EXERCISE DETAILS: Beginning with the first line, please repeat the entries exactly and end on the line that contains "fn put(&self, values: &[PointValue]) -> Result<()>;".

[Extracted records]
* * *
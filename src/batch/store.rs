//! Value store collaborator (§1, §6): "consumes `PointValue`s, answers
//! range queries." Out of scope as an implementation — the core only
//! depends on this trait — but the `cli` feature ships an in-memory
//! reference implementation so the demo binary and integration tests can
//! drive the batch engine without a real store.

use std::fmt;

use uuid::Uuid;

use crate::error::Result;
use crate::temporal::{TimeInterval, Timestamp};
use crate::value::point_value::PointValue;

/// `store.put(values)`, `store.getRange(point, interval)`,
/// `store.getLatest(point)` (§1), plus `purge`/`commit` (§6).
pub trait Store: fmt::Debug + Send + Sync {
    /// Idempotent on `(uuid, timestamp)` (§6).
    fn put(&self, values: &[PointValue]) -> Result<()>;

    /// Ascending by timestamp (§6).
    fn get_range(&self, point: Uuid, interval: TimeInterval, limit: Option<usize>) -> Result<Vec<PointValue>>;

    /// The latest value at or before `at_or_before`, or the latest value
    /// overall when `at_or_before` is `None`.
    fn get_latest(&self, point: Uuid, at_or_before: Option<Timestamp>) -> Result<Option<PointValue>>;

    fn purge(&self, point: Uuid, interval: TimeInterval) -> Result<usize>;

    /// Flushes pending writes; blocks until durable (§6).
    fn commit(&self) -> Result<()>;
}

#[cfg(feature = "cli")]
pub mod memory {
    //! `InMemoryStore` (§10 Ambient Stack): a `dashmap`-backed reference
    //! `Store` for the demo binary and integration tests. Not part of the
    //! contract — any real deployment supplies its own `Store`.

    use dashmap::DashMap;

    use super::*;

    #[derive(Debug, Default)]
    pub struct InMemoryStore {
        values: DashMap<Uuid, Vec<PointValue>>,
    }

    impl InMemoryStore {
        pub fn new() -> Self {
            Self::default()
        }
    }

    impl Store for InMemoryStore {
        fn put(&self, values: &[PointValue]) -> Result<()> {
            for value in values {
                let mut series = self.values.entry(value.point()).or_default();
                match series.binary_search_by_key(&value.stamp(), |v: &PointValue| v.stamp()) {
                    Ok(i) => series[i] = value.clone(),
                    Err(i) => series.insert(i, value.clone()),
                }
            }
            Ok(())
        }

        fn get_range(&self, point: Uuid, interval: TimeInterval, limit: Option<usize>) -> Result<Vec<PointValue>> {
            let Some(series) = self.values.get(&point) else {
                return Ok(Vec::new());
            };
            let mut out: Vec<PointValue> =
                series.iter().filter(|v| interval.contains(v.stamp())).cloned().collect();
            if let Some(limit) = limit {
                out.truncate(limit);
            }
            Ok(out)
        }

        fn get_latest(&self, point: Uuid, at_or_before: Option<Timestamp>) -> Result<Option<PointValue>> {
            let Some(series) = self.values.get(&point) else {
                return Ok(None);
            };
            let found = match at_or_before {
                Some(t) => series.iter().rev().find(|v| v.stamp() <= t),
                None => series.last(),
            };
            Ok(found.cloned())
        }

        fn purge(&self, point: Uuid, interval: TimeInterval) -> Result<usize> {
            let Some(mut series) = self.values.get_mut(&point) else {
                return Ok(0);
            };
            let before = series.len();
            series.retain(|v| !interval.contains(v.stamp()));
            Ok(before - series.len())
        }

        fn commit(&self) -> Result<()> {
            Ok(())
        }
    }

    #[cfg(test)]
    mod tests {
        use super::*;
        use crate::value::tagged::Value;

        #[test]
        fn put_is_idempotent_on_point_and_timestamp() {
            let store = InMemoryStore::new();
            let point = Uuid::new_v4();
            let t = Timestamp::from_raw(10);
            store.put(&[PointValue::new(point, t, Some(Value::Long(1)))]).unwrap();
            store.put(&[PointValue::new(point, t, Some(Value::Long(2)))]).unwrap();
            let latest = store.get_latest(point, None).unwrap().unwrap();
            assert_eq!(latest.value(), Some(&Value::Long(2)));
        }

        #[test]
        fn get_range_is_ascending_and_bounded() {
            let store = InMemoryStore::new();
            let point = Uuid::new_v4();
            for raw in [30, 10, 20] {
                store.put(&[PointValue::new(point, Timestamp::from_raw(raw), Some(Value::Long(raw)))]).unwrap();
            }
            let values = store
                .get_range(point, TimeInterval::new(Timestamp::from_raw(0), Timestamp::from_raw(25)), None)
                .unwrap();
            let stamps: Vec<i64> = values.iter().map(|v| v.stamp().raw()).collect();
            assert_eq!(stamps, vec![10, 20]);
        }

        #[test]
        fn purge_removes_values_in_interval() {
            let store = InMemoryStore::new();
            let point = Uuid::new_v4();
            store.put(&[PointValue::new(point, Timestamp::from_raw(10), Some(Value::Long(1)))]).unwrap();
            let removed = store
                .purge(point, TimeInterval::new(Timestamp::from_raw(0), Timestamp::from_raw(20)))
                .unwrap();
            assert_eq!(removed, 1);
            assert!(store.get_latest(point, None).unwrap().is_none());
        }
    }
}
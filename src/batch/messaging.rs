//! Messaging collaborator (§1, §6): "queue/topic senders and receivers
//! carrying notices between processor and store." Out of scope as an
//! implementation — the core only depends on these traits — but the
//! `cli` feature ships a `crossbeam-channel`-backed pair so the demo
//! binary and integration tests can drive the batch engine end to end.

use std::fmt;

use crate::error::Result;
use crate::value::point_value::PointValue;

/// `Sender.send(values[])`, `Sender.commit()`, `Sender.close()` (§6).
pub trait Sender: fmt::Debug + Send + Sync {
    fn send(&self, values: &[PointValue]) -> Result<()>;
    fn commit(&self) -> Result<()>;
    fn close(&self) -> Result<()>;
}

/// `Receiver.receive(timeoutMs) -> value?`, `Receiver.commit()`,
/// `Receiver.purge() -> count` (§6). `None` on timeout.
pub trait Receiver: fmt::Debug + Send + Sync {
    fn receive(&self, timeout_ms: u64) -> Result<Option<PointValue>>;
    fn commit(&self) -> Result<()>;
    fn purge(&self) -> Result<usize>;
}

#[cfg(feature = "cli")]
pub mod channel {
    //! `crossbeam_channel`-backed `Sender`/`Receiver` pair (§10 Ambient
    //! Stack), used by the demo binary to stand in for a real message bus.

    use std::time::Duration;

    use crossbeam_channel::{Receiver as ChanRx, Sender as ChanTx};

    use super::*;

    #[derive(Debug)]
    pub struct ChannelSender {
        tx: ChanTx<PointValue>,
    }

    impl Sender for ChannelSender {
        fn send(&self, values: &[PointValue]) -> Result<()> {
            for value in values {
                let _ = self.tx.send(value.clone());
            }
            Ok(())
        }

        fn commit(&self) -> Result<()> {
            Ok(())
        }

        fn close(&self) -> Result<()> {
            Ok(())
        }
    }

    #[derive(Debug)]
    pub struct ChannelReceiver {
        rx: ChanRx<PointValue>,
    }

    impl Receiver for ChannelReceiver {
        fn receive(&self, timeout_ms: u64) -> Result<Option<PointValue>> {
            match self.rx.recv_timeout(Duration::from_millis(timeout_ms)) {
                Ok(value) => Ok(Some(value)),
                Err(crossbeam_channel::RecvTimeoutError::Timeout) => Ok(None),
                Err(crossbeam_channel::RecvTimeoutError::Disconnected) => Ok(None),
            }
        }

        fn commit(&self) -> Result<()> {
            Ok(())
        }

        fn purge(&self) -> Result<usize> {
            let mut n = 0;
            while self.rx.try_recv().is_ok() {
                n += 1;
            }
            Ok(n)
        }
    }

    /// Builds a bounded `crossbeam_channel` pair wired to `Sender`/`Receiver`.
    pub fn channel_messaging(capacity: usize) -> (ChannelSender, ChannelReceiver) {
        let (tx, rx) = crossbeam_channel::bounded(capacity);
        (ChannelSender { tx }, ChannelReceiver { rx })
    }

    #[cfg(test)]
    mod tests {
        use super::*;
        use crate::temporal::Timestamp;
        use crate::value::tagged::Value;
        use uuid::Uuid;

        #[test]
        fn send_then_receive_round_trips() {
            let (sender, receiver) = channel_messaging(8);
            let pv = PointValue::new(Uuid::new_v4(), Timestamp::from_raw(1), Some(Value::Long(7)));
            sender.send(&[pv.clone()]).unwrap();
            let received = receiver.receive(100).unwrap().unwrap();
            assert_eq!(received, pv);
        }

        #[test]
        fn receive_times_out_on_an_empty_channel() {
            let (_sender, receiver) = channel_messaging(8);
            assert!(receiver.receive(10).unwrap().is_none());
        }
    }
}
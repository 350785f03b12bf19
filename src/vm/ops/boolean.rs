//! Boolean module (§4.7).

use crate::vm::ops::pop_bool;
use crate::vm::registry::Registry;
use crate::value::tagged::Value;

pub fn register(registry: &mut Registry) {
    registry.add("and", |s| {
        let b = pop_bool(s)?;
        let a = pop_bool(s)?;
        s.push(Value::Boolean(a && b));
        Ok(())
    });
    registry.add("or", |s| {
        let b = pop_bool(s)?;
        let a = pop_bool(s)?;
        s.push(Value::Boolean(a || b));
        Ok(())
    });
    registry.add("xor", |s| {
        let b = pop_bool(s)?;
        let a = pop_bool(s)?;
        s.push(Value::Boolean(a ^ b));
        Ok(())
    });
    registry.add("not", |s| {
        let a = pop_bool(s)?;
        s.push(Value::Boolean(!a));
        Ok(())
    });
}

#[cfg(test)]
mod tests {
    use super::*;

    #[test]
    fn and_is_truth_functional() {
        let registry = Registry::new();
        let mut stack = vec![Value::Boolean(true), Value::Boolean(false)];
        (registry.get("and").unwrap())(&mut stack).unwrap();
        assert_eq!(stack, vec![Value::Boolean(false)]);
    }

    #[test]
    fn not_negates() {
        let registry = Registry::new();
        let mut stack = vec![Value::Boolean(true)];
        (registry.get("not").unwrap())(&mut stack).unwrap();
        assert_eq!(stack, vec![Value::Boolean(false)]);
    }
}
* * *
THE ANSWER:
filename src/batch/store.rs
//! Value store collaborator (§1, §6): "consumes `PointValue`s, answers
//! range queries." Out of scope as an implementation — the core only
//! depends on this trait — but the `cli` feature ships an in-memory
//! reference implementation so the demo binary and integration tests can
//! drive the batch engine without a real store.

use std::fmt;

use uuid::Uuid;

use crate::error::Result;
use crate::temporal::{TimeInterval, Timestamp};
use crate::value::point_value::PointValue;

/// `store.put(values)`, `store.getRange(point, interval)`,
/// `store.getLatest(point)` (§1), plus `purge`/`commit` (§6).
pub trait Store: fmt::Debug + Send + Sync {
    /// Idempotent on `(uuid, timestamp)` (§6).
    fn put(&self, values: &[PointValue]) -> Result<()>;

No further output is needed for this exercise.